One of the strengths of our approach is its flexibility. Indeed, it offers by design the possibility to be adjusted to the context and objective of the research. In particular, the phase of assessment of functional equivalence leaves some room for adaptation of the decisions made according to the context. These decisions should be based on a critical appraisal of the statistical results and their potential impact on the use of the instrument, in the specific context of interest. First, the objective of the study in which the questionnaire is used is certainly a critical element to consider when assessing the results of any step of the model. The aim of cross-cultural equivalence assessment can be to decide whether data from different language versions could be pooled to support treatment effect analyses in a multinational clinical trial; whether it is valid to compare the measured concepts between two different cultures using the questionnaire in an international observational study; or to compare newly developed country norms to those of other countries that have been previously produced. The level of equivalence needed for these different purposes might well differ. Similarly, the study design can be a critical criterion in the appraisal. For instance, in a multinational clinical trial, if DIF is observed for several items of an instrument but only for a language version corresponding to a very small country sample, the impact is likely to be very limited, and this should be taken into account in the choice of the method used and interpretation of study results. It should be noted that, despite its versatility, the approach we propose still relies on statistical analyses, which require sufficiently large samples to be applied reliably. The techniques used could certainly be adapted to small samples but any decision made on samples with less than 30–50 patients per cultural group will have to be treated with caution, and larger samples are likely needed to support definitive decisions on the cross-cultural equivalence of PRO measures.
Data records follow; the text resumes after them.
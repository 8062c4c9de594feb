use serde::{Deserialize, Serialize};

/// Placement intent for a panel, relative to a target panel or the center.
#[derive(Debug, Clone, Copy, PartialEq, Eq, Hash, Serialize, Deserialize)]
#[serde(rename_all = "snake_case")]
pub enum DockLocation {
    Float,
    Top,
    Left,
    Right,
    Bottom,
    /// Join the target's frame as a new tab.
    Stacked,
}

impl DockLocation {
    /// Top and Left place the new pane first (pane0).
    pub fn is_leading(self) -> bool {
        matches!(self, DockLocation::Top | DockLocation::Left)
    }

    /// True for the four edge placements that carve a split.
    pub fn is_split(self) -> bool {
        matches!(
            self,
            DockLocation::Top | DockLocation::Left | DockLocation::Right | DockLocation::Bottom
        )
    }

    /// Left/Right divide width (side-by-side); Top/Bottom divide height.
    /// `None` for placements that don't split.
    pub fn splits_horizontally(self) -> Option<bool> {
        match self {
            DockLocation::Left | DockLocation::Right => Some(true),
            DockLocation::Top | DockLocation::Bottom => Some(false),
            DockLocation::Float | DockLocation::Stacked => None,
        }
    }
}

/// An edge of a floating frame grabbed by a resize handle.
#[derive(Debug, Clone, Copy, PartialEq, Eq, Hash, Serialize, Deserialize)]
#[serde(rename_all = "snake_case")]
pub enum Edge {
    Top,
    Bottom,
    Left,
    Right,
}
While the outcome of the impact appraisal can simply result from a careful interpretation of the results by experts (statisticians, linguists, sociologists), it would be more reliable if it can be supported by research demonstrating the potential impact of the results. For example, simulation or sensitivity analyses that would inform the potential impact of the differences observed between cultures on the final conclusion of the study would be very helpful to support the findings on cross-cultural equivalence. Finally, it is also important to be aware that the conclusions of this approach regarding functional equivalence of the instrument are valid in the specific context of use under scrutiny and cannot automatically be translated to other contexts of use (i.e. an HRQoL instrument judged appropriate for use in a multinational clinical trial may not be appropriate for an observational study designed to compare HRQoL across different countries).

The rapid growth in the use of PRO instruments in multicultural settings makes it important to try to justify their relevance and appropriateness for use in different cultural contexts. We hope that the present article will help to encourage the application of quantitative methods in the assessment of cross-cultural equivalence of PRO instruments by providing researchers in this context with a structured framework for their research.

Conclusion

Considering the Universalist model from a statistical perspective offers a clarification of the potential role of quantitative methods to explore cross-cultural equivalence. A variety of statistical methods are available to assist the assessment of cross-cultural equivalence. The use of a clear theoretical framework involving complementary information derived from both qualitative work and empirical quantitative methods will allow interpretation and identification of potential problems to be addressed and thereby enable better evaluation of the overall cross-cultural equivalence of different versions of a given instrument.